Y ahora que lo pensaba, una cruz tampoco serviría. ¿Qué podía decir de aquellas goteantes cruces erigidas en lo alto de la orquesta del teatro de las Murallas del Amor? ¿Regueros de sangre, mierda y carne licuada deslizándose desde los peñascos de la acrópolis, hasta el lugar donde nosotros intentábamos hacer reír a la gente...?
Si bien la mano de Esperanza Divina, empuñando mi bastón, había asesinado a Jibia, era la Urbe, después de todo, la que había manejado esa mano.
No. No iba a contarles nada. Que buscaran a sus enemigos como pudieran, y si no podían encontrarlos, que vivieran con esos enemigos aún vivos. Así que tergiversé la historia para este romano; le dije que Jibia había muerto y que el prisionero que había ido a identificar no era Esperanza Divina.
—¿Ha muerto...? —Manifestaba incredulidad—. No puede haber muerto. Vamos a ver, por el amor de Dios, piensa en ello.
Está bien, puede que no lo haya encontrado, pero ella lo conoce, ¿no?, es algo único, ya que casi nadie de fuera de las montañas puede estar del todo seguro acerca del aspecto de ese bastardo, ni siquiera sabemos su nombre verdadero, ni su población de origen antes de comenzar los ataques contra nosotros. Esa negra era única. ¡Dios Hércules, no puede haber muerto! Vaya, pero sí para el hombre que la tuviera en su poder podría valer.., podría valer, pues condenados miles.
Entonces comprendí que, desde el primer día en que nos encontramos, había estado maldiciéndose a sí mismo por habernos dejado partir; durante sus frustrados afanes estaba rumiando, una y otra vez, las posibilidades que tenía de volver a cruzarse con Jibia. Se consumía de avaricia irracional ante su sólo pensamiento. Y ahora, sin pensármelo dos veces, le había contado la inútil verdad.
Entonces volvió a mi memoria la forma en que Dulcera omitió la verdadera historia que le contara Miriam porque, por principio, en los servicios de espionaje la verdad nunca era tal verdad. ¿Seria éste el mismo caso? Sí, lo era, porque él dijo:
—De acuerdo, juega con cautela, ¿por qué no?, es propio de tu oficio. Pero no pienses que soy incapaz de hacer que te resulte provechoso.

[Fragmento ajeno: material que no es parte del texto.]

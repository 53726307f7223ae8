pub mod collections;
pub mod health;
pub mod query;
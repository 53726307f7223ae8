mod ask;
mod collection;
mod config;
mod serve;
mod status;

pub use ask::AskArgs;
pub use collection::CollectionCommand;
pub use config::ConfigCommand;
pub use serve::ServeArgs;

pub use ask::handle_ask;
pub use collection::handle_collection;
pub use config::handle_config;
pub use serve::handle_serve;
pub use status::handle_status;
/// Which embedding implementation backs the provider.
#[derive(Debug, Clone, Copy, Default, PartialEq, Eq, Serialize, Deserialize)]
#[serde(rename_all = "lowercase")]
pub enum EmbeddingBackend {
    /// Remote text-embeddings-inference style server
    #[default]
    Http,
    /// Local ONNX model loaded through ONNX Runtime
    Onnx,
}

impl std::fmt::Display for EmbeddingBackend {
    fn fmt(&self, f: &mut std::fmt::Formatter<'_>) -> std::fmt::Result {
        match self {
            EmbeddingBackend::Http => write!(f, "http"),
            EmbeddingBackend::Onnx => write!(f, "onnx"),
        }
    }
}

/// How token embeddings are reduced to one sentence vector.
#[derive(Debug, Clone, Copy, Default, PartialEq, Eq, Serialize, Deserialize)]
#[serde(rename_all = "snake_case")]
pub enum Pooling {
    #[default]
    Mean,
    LastToken,
}

#[derive(Debug, Clone, Serialize, Deserialize)]
pub struct EmbeddingConfig {
    #[serde(default)]
    pub backend: EmbeddingBackend,

    #[serde(default = "default_embedding_url")]
    pub url: String,

    #[serde(default = "default_embedding_model")]
    pub model_id: String,

    #[serde(default, skip_serializing_if = "Option::is_none")]
    pub model_path: Option<PathBuf>,

    #[serde(default = "default_dimension")]
    pub dimension: u32,

    #[serde(default = "default_max_tokens")]
    pub max_tokens: u32,

    #[serde(default)]
    pub pooling: Pooling,

    #[serde(default = "default_embedding_timeout")]
    pub timeout_secs: u64,

    #[serde(default = "default_batch_size")]
    pub batch_size: u32,
}

fn default_embedding_url() -> String {
    DEFAULT_EMBEDDING_URL.to_string()
}

fn default_embedding_model() -> String {
    DEFAULT_EMBEDDING_MODEL.to_string()
}

fn default_dimension() -> u32 {
    DEFAULT_EMBEDDING_DIMENSION
}

fn default_max_tokens() -> u32 {
    256
}

fn default_embedding_timeout() -> u64 {
    30
}

fn default_batch_size() -> u32 {
    32
}
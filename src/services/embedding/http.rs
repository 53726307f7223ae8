use std::time::Duration;

use async_trait::async_trait;
use reqwest::Client;
use serde::Serialize;

use super::{EmbeddingProvider, ensure_dimension};
use crate::error::EmbeddingError;
use crate::models::EmbeddingConfig;

#[derive(Debug, Serialize)]
struct EmbedRequest<'a> {
    inputs: &'a [String],
    truncate: bool,
}

/// Client for a text-embeddings-inference compatible server (`POST /embed`).
#[derive(Debug, Clone)]
pub struct HttpEmbeddingClient {
    client: Client,
    base_url: String,
    model_id: String,
    dimension: usize,
    batch_size: usize,
}

impl HttpEmbeddingClient {
    pub fn new(config: &EmbeddingConfig) -> Result<Self, EmbeddingError> {
        let client = Client::builder()
            .timeout(Duration::from_secs(config.timeout_secs))
            .build()
            .map_err(|e| EmbeddingError::ConnectionError(e.to_string()))?;

        Ok(Self {
            client,
            base_url: config.url.trim_end_matches('/').to_string(),
            model_id: config.model_id.clone(),
            dimension: config.dimension as usize,
            batch_size: config.batch_size.max(1) as usize,
        })
    }

    pub fn base_url(&self) -> &str {
        &self.base_url
    }

    async fn embed_batch(&self, texts: &[String]) -> Result<Vec<Vec<f32>>, EmbeddingError> {
        let url = format!("{}/embed", self.base_url);
        let response = self
            .client
            .post(&url)
            .json(&EmbedRequest {
                inputs: texts,
                truncate: true,
            })
            .send()
            .await
            .map_err(|e| {
                if e.is_timeout() {
                    EmbeddingError::Timeout
                } else if e.is_connect() {
                    EmbeddingError::ConnectionError(e.to_string())
                } else {
                    EmbeddingError::RequestError(e)
                }
            })?;

        if !response.status().is_success() {
            let status = response.status();
            let body = response.text().await.unwrap_or_default();
            return Err(EmbeddingError::ServerError(format!(
                "status {}: {}",
                status, body
            )));
        }

        let embeddings: Vec<Vec<f32>> = response
            .json()
            .await
            .map_err(|e| EmbeddingError::InvalidResponse(e.to_string()))?;

        if embeddings.len() != texts.len() {
            return Err(EmbeddingError::InvalidResponse(format!(
                "requested {} embeddings, received {}",
                texts.len(),
                embeddings.len()
            )));
        }
        ensure_dimension(&embeddings, self.dimension)?;

        Ok(embeddings)
    }
}

#[async_trait]
impl EmbeddingProvider for HttpEmbeddingClient {
    fn model_id(&self) -> &str {
        &self.model_id
    }

    fn dimension(&self) -> usize {
        self.dimension
    }

    async fn embed_query(&self, text: &str) -> Result<Vec<f32>, EmbeddingError> {
        self.embed_batch(&[text.to_string()])
            .await?
            .into_iter()
            .next()
            .ok_or_else(|| EmbeddingError::InvalidResponse("empty embedding response".to_string()))
    }

    async fn embed_documents(&self, texts: Vec<String>) -> Result<Vec<Vec<f32>>, EmbeddingError> {
        let mut all = Vec::with_capacity(texts.len());
        for batch in texts.chunks(self.batch_size) {
            all.extend(self.embed_batch(batch).await?);
        }
        Ok(all)
    }

    async fn health_check(&self) -> Result<(), EmbeddingError> {
        let url = format!("{}/health", self.base_url);
        let response = self
            .client
            .get(&url)
            .send()
            .await
            .map_err(|e| EmbeddingError::ConnectionError(e.to_string()))?;

        if !response.status().is_success() {
            return Err(EmbeddingError::ServerError(format!(
                "health check failed with status: {}",
                response.status()
            )));
        }
        Ok(())
    }
}

#[cfg(test)]
mod tests {
    use super::*;
    use axum::{Json, Router, http::StatusCode, routing::post};

    async fn spawn(router: Router) -> String {
        let listener = tokio::net::TcpListener::bind("127.0.0.1:0").await.unwrap();
        let addr = listener.local_addr().unwrap();
        tokio::spawn(async move {
            axum::serve(listener, router).await.unwrap();
        });
        format!("http://{addr}")
    }

    fn client_for(url: String, dimension: u32, batch_size: u32) -> HttpEmbeddingClient {
        HttpEmbeddingClient::new(&EmbeddingConfig {
            url,
            dimension,
            batch_size,
            ..Default::default()
        })
        .unwrap()
    }

    #[test]
    fn test_base_url_trimming() {
        let client = client_for("http://localhost:11411/".to_string(), 384, 32);
        assert_eq!(client.base_url(), "http://localhost:11411");
    }

    #[tokio::test]
    async fn test_embed_documents_batches_requests() {
        let router = Router::new().route(
            "/embed",
            post(|Json(body): Json<serde_json::Value>| async move {
                let n = body["inputs"].as_array().map(|a| a.len()).unwrap_or(0);
                Json(vec![vec![0.5f32, 0.5]; n])
            }),
        );
        let client = client_for(spawn(router).await, 2, 2);

        let texts = (0..5).map(|i| format!("text {i}")).collect();
        let embeddings = client.embed_documents(texts).await.unwrap();
        assert_eq!(embeddings.len(), 5);

        let query = client.embed_query("refunds").await.unwrap();
        assert_eq!(query, vec![0.5, 0.5]);
    }

    #[tokio::test]
    async fn test_wrong_dimension_is_invalid_response() {
        let router = Router::new().route("/embed", post(|| async { Json(vec![vec![1.0f32; 3]]) }));
        let client = client_for(spawn(router).await, 384, 32);

        let err = client.embed_query("q").await.unwrap_err();
        assert!(matches!(err, EmbeddingError::InvalidResponse(_)));
    }

    #[tokio::test]
    async fn test_server_error_status() {
        let router = Router::new().route(
            "/embed",
            post(|| async { (StatusCode::SERVICE_UNAVAILABLE, "model loading") }),
        );
        let client = client_for(spawn(router).await, 2, 32);

        let err = client.embed_query("q").await.unwrap_err();
        assert!(matches!(err, EmbeddingError::ServerError(ref m) if m.contains("503")));
    }

    #[tokio::test]
    async fn test_unreachable_server() {
        let client = client_for("http://127.0.0.1:1".to_string(), 2, 32);
        assert!(client.health_check().await.is_err());
        assert!(client.embed_query("q").await.is_err());
    }
}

Hacer que me «resultara provechoso» equivalía al dinero suficiente para llegar hasta Lanuvium. Propuse una cifra. Sus ojos destellaron y comenzó a regatearme un pequeño porcentaje. Estaba usando los fondos del gobierno, no los de su propio bolsillo, así que no puso mucho ahínco en el asunto. Acabamos por acordar una adecuada cifra intermedia.

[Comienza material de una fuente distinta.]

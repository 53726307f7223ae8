pub mod cli;
pub mod error;
pub mod logging;
pub mod models;
pub mod server;
pub mod services;
pub mod utils;

pub use cli::{Cli, Commands};
pub use error::{AppError, ErrorKind};
pub use models::{Config, OutputFormat};
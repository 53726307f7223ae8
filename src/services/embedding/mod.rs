//! Text embedding behind a single trait, with a remote and a local backend.

mod http;
mod onnx;

use std::sync::Arc;

use async_trait::async_trait;

use crate::error::EmbeddingError;
use crate::models::{EmbeddingBackend, EmbeddingConfig};

pub use http::HttpEmbeddingClient;
pub use onnx::OnnxEmbedder;

/// Turns text into fixed-dimension vectors.
#[async_trait]
pub trait EmbeddingProvider: Send + Sync {
    /// Identifier recorded on every chunk this provider embeds.
    fn model_id(&self) -> &str;

    fn dimension(&self) -> usize;

    async fn embed_query(&self, text: &str) -> Result<Vec<f32>, EmbeddingError>;

    async fn embed_documents(&self, texts: Vec<String>) -> Result<Vec<Vec<f32>>, EmbeddingError>;

    async fn health_check(&self) -> Result<(), EmbeddingError> {
        Ok(())
    }
}

pub fn create_embedder(
    config: &EmbeddingConfig,
) -> Result<Arc<dyn EmbeddingProvider>, EmbeddingError> {
    match config.backend {
        EmbeddingBackend::Http => {
            tracing::info!(url = %config.url, model = %config.model_id, "using HTTP embedding server");
            Ok(Arc::new(HttpEmbeddingClient::new(config)?))
        }
        EmbeddingBackend::Onnx => {
            let model_dir = config.resolved_model_dir().ok_or_else(|| {
                EmbeddingError::Model(crate::error::ModelError::NotFound(
                    "could not determine model directory".to_string(),
                ))
            })?;
            tracing::info!(dir = %model_dir.display(), model = %config.model_id, "loading ONNX embedding model");
            Ok(Arc::new(OnnxEmbedder::load(config, &model_dir)?))
        }
    }
}

/// Check that every vector has the expected dimension.
pub(crate) fn ensure_dimension(
    embeddings: &[Vec<f32>],
    expected: usize,
) -> Result<(), EmbeddingError> {
    match embeddings.iter().find(|e| e.len() != expected) {
        Some(bad) => Err(EmbeddingError::InvalidResponse(format!(
            "expected {expected}-dimensional embeddings, got {}",
            bad.len()
        ))),
        None => Ok(()),
    }
}

#[cfg(test)]
mod tests {
    use super::*;

    #[test]
    fn test_ensure_dimension() {
        assert!(ensure_dimension(&[vec![0.0; 3], vec![1.0; 3]], 3).is_ok());
        assert!(matches!(
            ensure_dimension(&[vec![0.0; 3], vec![1.0; 4]], 3),
            Err(EmbeddingError::InvalidResponse(_))
        ));
    }

    #[test]
    fn test_create_http_embedder() {
        let config = EmbeddingConfig::default();
        let embedder = create_embedder(&config).unwrap();
        assert_eq!(embedder.model_id(), "sentence-transformers/all-MiniLM-L6-v2");
        assert_eq!(embedder.dimension(), 384);
    }

    #[test]
    fn test_create_onnx_embedder_missing_model() {
        let dir = tempfile::tempdir().unwrap();
        let config = EmbeddingConfig {
            backend: EmbeddingBackend::Onnx,
            model_path: Some(dir.path().to_path_buf()),
            ..Default::default()
        };
        assert!(matches!(
            create_embedder(&config),
            Err(EmbeddingError::Model(crate::error::ModelError::NotFound(_)))
        ));
    }
}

A continuación, le di la inverosímil y quimérica información que debería haberle dado media hora antes, de acuerdo con los poetas de la nobleza humana. Plausible, realista; él la comprobó con mapas y documentos que se hizo traer de la sala de operaciones. Me inventé un centurión que se había hecho cargo de Jibia.

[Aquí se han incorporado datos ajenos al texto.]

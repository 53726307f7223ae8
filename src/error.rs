//! Error types for the RAG chat service.

use thiserror::Error;

use crate::utils::retry::Retryable;

/// Wire-level classification shared by every error that can reach a caller.
#[derive(Debug, Clone, Copy, PartialEq, Eq)]
pub enum ErrorKind {
    InvalidRequest,
    InvalidConfiguration,
    CollectionNotFound,
    CollectionExists,
    EmbeddingModelMismatch,
    EmbeddingUnavailable,
    RetrievalUnavailable,
    ProviderAuthError,
    ProviderRateLimited,
    ProviderUnavailable,
    ProviderTimeout,
    Internal,
}

impl ErrorKind {
    pub fn as_str(&self) -> &'static str {
        match self {
            ErrorKind::InvalidRequest => "invalid_request",
            ErrorKind::InvalidConfiguration => "invalid_configuration",
            ErrorKind::CollectionNotFound => "collection_not_found",
            ErrorKind::CollectionExists => "collection_exists",
            ErrorKind::EmbeddingModelMismatch => "embedding_model_mismatch",
            ErrorKind::EmbeddingUnavailable => "embedding_unavailable",
            ErrorKind::RetrievalUnavailable => "retrieval_unavailable",
            ErrorKind::ProviderAuthError => "provider_auth_error",
            ErrorKind::ProviderRateLimited => "provider_rate_limited",
            ErrorKind::ProviderUnavailable => "provider_unavailable",
            ErrorKind::ProviderTimeout => "provider_timeout",
            ErrorKind::Internal => "internal",
        }
    }

    /// HTTP status code used when this kind is returned by the API.
    pub fn status(&self) -> u16 {
        match self {
            ErrorKind::InvalidRequest | ErrorKind::InvalidConfiguration => 400,
            ErrorKind::ProviderAuthError => 401,
            ErrorKind::CollectionNotFound => 404,
            ErrorKind::CollectionExists | ErrorKind::EmbeddingModelMismatch => 409,
            ErrorKind::ProviderRateLimited => 429,
            ErrorKind::Internal => 500,
            ErrorKind::ProviderUnavailable => 502,
            ErrorKind::EmbeddingUnavailable | ErrorKind::RetrievalUnavailable => 503,
            ErrorKind::ProviderTimeout => 504,
        }
    }
}

impl std::fmt::Display for ErrorKind {
    fn fmt(&self, f: &mut std::fmt::Formatter<'_>) -> std::fmt::Result {
        f.write_str(self.as_str())
    }
}

/// Errors raised by the document chunker.
#[derive(Debug, Error, PartialEq, Eq)]
pub enum ChunkError {
    #[error(
        "invalid chunking configuration: overlap ({overlap}) must be smaller than chunk size ({chunk_size})"
    )]
    InvalidConfiguration { chunk_size: usize, overlap: usize },
}

impl ChunkError {
    pub fn kind(&self) -> ErrorKind {
        ErrorKind::InvalidConfiguration
    }
}

/// Errors related to loading and running a local embedding model.
#[derive(Debug, Error)]
pub enum ModelError {
    #[error("model not found: {0}")]
    NotFound(String),

    #[error("failed to load model: {0}")]
    LoadError(String),

    #[error("tokenizer error: {0}")]
    TokenizerError(String),

    #[error("inference error: {0}")]
    InferenceError(String),
}

/// Errors related to embedding operations.
#[derive(Debug, Error)]
pub enum EmbeddingError {
    #[error("failed to connect to embedding server: {0}")]
    ConnectionError(String),

    #[error("embedding server error: {0}")]
    ServerError(String),

    #[error("embedding request failed: {0}")]
    RequestError(#[from] reqwest::Error),

    #[error("invalid embedding response: {0}")]
    InvalidResponse(String),

    #[error("local embedding model error: {0}")]
    Model(#[from] ModelError),

    #[error("embedding timeout")]
    Timeout,
}

impl Retryable for EmbeddingError {
    fn is_retryable(&self) -> bool {
        match self {
            EmbeddingError::ConnectionError(_) | EmbeddingError::Timeout => true,
            // 5xx and 429 from the server are usually transient
            EmbeddingError::ServerError(msg) => {
                msg.contains("503")
                    || msg.contains("502")
                    || msg.contains("504")
                    || msg.contains("429")
                    || msg.to_lowercase().contains("unavailable")
                    || msg.to_lowercase().contains("too many requests")
            }
            EmbeddingError::RequestError(e) => e.is_timeout() || e.is_connect(),
            EmbeddingError::InvalidResponse(_) | EmbeddingError::Model(_) => false,
        }
    }
}

/// Errors related to vector store operations.
#[derive(Debug, Error)]
pub enum VectorStoreError {
    #[error("failed to connect to vector store: {0}")]
    ConnectionError(String),

    #[error("collection not found: {0}")]
    CollectionNotFound(String),

    #[error("collection already exists: {0}")]
    CollectionExists(String),

    #[error("collection error: {0}")]
    CollectionError(String),

    #[error("upsert error: {0}")]
    UpsertError(String),

    #[error("search error: {0}")]
    SearchError(String),

    #[error("delete error: {0}")]
    DeleteError(String),

    #[error("PostgreSQL error: {0}")]
    PostgresError(String),

    #[error("pgvector extension error: {0}")]
    PgVectorExtensionError(String),

    #[error("vector dimension mismatch: expected {expected}, got {actual}")]
    DimensionMismatch { expected: u64, actual: u64 },

    #[error("vector store timeout")]
    Timeout,
}

impl Retryable for VectorStoreError {
    fn is_retryable(&self) -> bool {
        match self {
            VectorStoreError::ConnectionError(_) | VectorStoreError::Timeout => true,
            VectorStoreError::CollectionError(msg)
            | VectorStoreError::UpsertError(msg)
            | VectorStoreError::SearchError(msg)
            | VectorStoreError::DeleteError(msg)
            | VectorStoreError::PostgresError(msg) => {
                let msg_lower = msg.to_lowercase();
                msg_lower.contains("timeout")
                    || msg_lower.contains("connection")
                    || msg_lower.contains("unavailable")
                    || msg_lower.contains("too many")
            }
            VectorStoreError::CollectionNotFound(_)
            | VectorStoreError::CollectionExists(_)
            | VectorStoreError::PgVectorExtensionError(_)
            | VectorStoreError::DimensionMismatch { .. } => false,
        }
    }
}

/// Errors returned by an LLM provider call.
#[derive(Debug, Error)]
pub enum ProviderError {
    #[error("{provider} rejected the API key: {message}")]
    Auth { provider: String, message: String },

    #[error("{provider} rate limit or quota exceeded: {message}")]
    RateLimited { provider: String, message: String },

    #[error("{provider} is unavailable: {message}")]
    Unavailable { provider: String, message: String },

    #[error("{provider} did not respond within {timeout_secs}s")]
    Timeout { provider: String, timeout_secs: u64 },
}

impl ProviderError {
    pub fn kind(&self) -> ErrorKind {
        match self {
            ProviderError::Auth { .. } => ErrorKind::ProviderAuthError,
            ProviderError::RateLimited { .. } => ErrorKind::ProviderRateLimited,
            ProviderError::Unavailable { .. } => ErrorKind::ProviderUnavailable,
            ProviderError::Timeout { .. } => ErrorKind::ProviderTimeout,
        }
    }
}

/// Errors produced while preparing a query for the LLM.
#[derive(Debug, Error)]
pub enum QueryError {
    #[error("query cannot be empty")]
    InvalidQuery,

    #[error("embedding provider unavailable: {0}")]
    EmbeddingUnavailable(#[source] EmbeddingError),

    #[error("vector store unavailable: {0}")]
    RetrievalUnavailable(#[source] VectorStoreError),

    #[error("collection not found: {0}")]
    CollectionNotFound(String),

    #[error(
        "collection '{collection}' was built with embedding model '{expected}', but queries use '{actual}'"
    )]
    EmbeddingModelMismatch {
        collection: String,
        expected: String,
        actual: String,
    },
}

impl QueryError {
    pub fn kind(&self) -> ErrorKind {
        match self {
            QueryError::InvalidQuery => ErrorKind::InvalidRequest,
            QueryError::EmbeddingUnavailable(_) => ErrorKind::EmbeddingUnavailable,
            QueryError::RetrievalUnavailable(_) => ErrorKind::RetrievalUnavailable,
            QueryError::CollectionNotFound(_) => ErrorKind::CollectionNotFound,
            QueryError::EmbeddingModelMismatch { .. } => ErrorKind::EmbeddingModelMismatch,
        }
    }
}

/// Errors related to building and filling collections.
#[derive(Debug, Error)]
pub enum IngestError {
    #[error("invalid collection name: {0}")]
    InvalidCollectionName(String),

    #[error("chunking error: {0}")]
    Chunk(#[from] ChunkError),

    #[error("embedding error: {0}")]
    Embedding(#[from] EmbeddingError),

    #[error("vector store error: {0}")]
    VectorStore(#[from] VectorStoreError),

    #[error(
        "collection '{collection}' was built with embedding model '{expected}', refusing chunks from '{actual}'"
    )]
    EmbeddingModelMismatch {
        collection: String,
        expected: String,
        actual: String,
    },

    #[error("chunk {0} has no embedding")]
    MissingEmbedding(String),

    #[error("chunk {0} does not name its embedding model")]
    MissingEmbeddingModel(String),

    #[error("file read error: {0}")]
    FileReadError(String),

    #[error("no files found")]
    NoFilesFound,
}

impl IngestError {
    pub fn kind(&self) -> ErrorKind {
        match self {
            IngestError::InvalidCollectionName(_)
            | IngestError::MissingEmbedding(_)
            | IngestError::MissingEmbeddingModel(_)
            | IngestError::FileReadError(_)
            | IngestError::NoFilesFound => ErrorKind::InvalidRequest,
            IngestError::Chunk(e) => e.kind(),
            IngestError::Embedding(_) => ErrorKind::EmbeddingUnavailable,
            IngestError::VectorStore(e) => vector_store_kind(e),
            IngestError::EmbeddingModelMismatch { .. } => ErrorKind::EmbeddingModelMismatch,
        }
    }
}

/// Map a vector store error to its wire kind.
pub fn vector_store_kind(error: &VectorStoreError) -> ErrorKind {
    match error {
        VectorStoreError::CollectionNotFound(_) => ErrorKind::CollectionNotFound,
        VectorStoreError::CollectionExists(_) => ErrorKind::CollectionExists,
        VectorStoreError::DimensionMismatch { .. } => ErrorKind::EmbeddingModelMismatch,
        _ => ErrorKind::RetrievalUnavailable,
    }
}

/// Errors related to configuration.
#[derive(Debug, Error)]
pub enum ConfigError {
    #[error("IO error: {0}")]
    IoError(#[from] std::io::Error),

    #[error("TOML parse error: {0}")]
    TomlParseError(#[from] toml::de::Error),

    #[error("TOML serialize error: {0}")]
    TomlSerializeError(#[from] toml::ser::Error),

    #[error("path error: {0}")]
    PathError(String),

    #[error("validation error: {0}")]
    ValidationError(String),
}

/// Application-level errors that wrap domain errors.
#[derive(Debug, Error)]
pub enum AppError {
    #[error("config error: {0}")]
    Config(#[from] ConfigError),

    #[error("query error: {0}")]
    Query(#[from] QueryError),

    #[error("provider error: {0}")]
    Provider(#[from] ProviderError),

    #[error("ingest error: {0}")]
    Ingest(#[from] IngestError),

    #[error("embedding error: {0}")]
    Embedding(#[from] EmbeddingError),

    #[error("vector store error: {0}")]
    VectorStore(#[from] VectorStoreError),

    #[error("{0}")]
    Other(String),
}

impl AppError {
    pub fn kind(&self) -> ErrorKind {
        match self {
            AppError::Config(_) => ErrorKind::InvalidConfiguration,
            AppError::Query(e) => e.kind(),
            AppError::Provider(e) => e.kind(),
            AppError::Ingest(e) => e.kind(),
            AppError::Embedding(_) => ErrorKind::EmbeddingUnavailable,
            AppError::VectorStore(e) => vector_store_kind(e),
            AppError::Other(_) => ErrorKind::Internal,
        }
    }
}

#[cfg(test)]
mod tests {
    use super::*;

    #[test]
    fn test_error_kind_wire_names() {
        assert_eq!(ErrorKind::RetrievalUnavailable.as_str(), "retrieval_unavailable");
        assert_eq!(ErrorKind::ProviderAuthError.as_str(), "provider_auth_error");
        assert_eq!(ErrorKind::ProviderTimeout.to_string(), "provider_timeout");
    }

    #[test]
    fn test_error_kind_status() {
        assert_eq!(ErrorKind::InvalidRequest.status(), 400);
        assert_eq!(ErrorKind::ProviderAuthError.status(), 401);
        assert_eq!(ErrorKind::ProviderRateLimited.status(), 429);
        assert_eq!(ErrorKind::RetrievalUnavailable.status(), 503);
        assert_eq!(ErrorKind::ProviderTimeout.status(), 504);
    }

    #[test]
    fn test_query_error_kinds() {
        let err = QueryError::RetrievalUnavailable(VectorStoreError::ConnectionError(
            "refused".to_string(),
        ));
        assert_eq!(err.kind(), ErrorKind::RetrievalUnavailable);
        assert_eq!(QueryError::InvalidQuery.kind(), ErrorKind::InvalidRequest);
    }

    #[test]
    fn test_vector_store_retryable() {
        assert!(VectorStoreError::ConnectionError("x".into()).is_retryable());
        assert!(!VectorStoreError::CollectionNotFound("docs".into()).is_retryable());
        assert!(VectorStoreError::SearchError("connection reset".into()).is_retryable());
    }

    #[test]
    fn test_embedding_retryable() {
        assert!(EmbeddingError::Timeout.is_retryable());
        assert!(EmbeddingError::ServerError("status 503: busy".into()).is_retryable());
        assert!(!EmbeddingError::InvalidResponse("bad".into()).is_retryable());
    }
}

—¿Marco Claudio? No lo conozco. Eh, ¿alguno de vosotros ha oído hablar de un tal Marco Claudio, centurión, adjunto al pretorio del decimocuarto? —Nadie lo había oído nombrar, cosa que lo inquietó por un momento (y a mí durante más de un momento, porque no esperaba todas estas comprobaciones). —A continuación reflexionó y solventó el asunto—. Ah, sí, por supuesto, es muy probable que haya sido provisionalmente trasladado del vigésimo cuarto, he oído decir que los lleva de un lado para otro, maldita basura... Dios mío, pero los del vigésimo cuarto no han distinguido un culo de un codo desde que Esperanza Divina los destrozó el mes pasado en el Horcajo del Cuerno de Carnero, y por Dios que es mejor así, para que ningún cabeza de mierda del vigésimo cuarto tenga la más remota idea de qué hacer con la moza negra. Llegaré a un acuerdo con él con la facilidad con que me la casco, ¡y después ser toda mía!
Manifestamos ambos, como buenos camaradas, esperanzas de futura colaboración, una vez concluida la misión que me ocupaba en ese momento... y hacia el norte, con los fondos adecuados, en dirección a Lanuvium.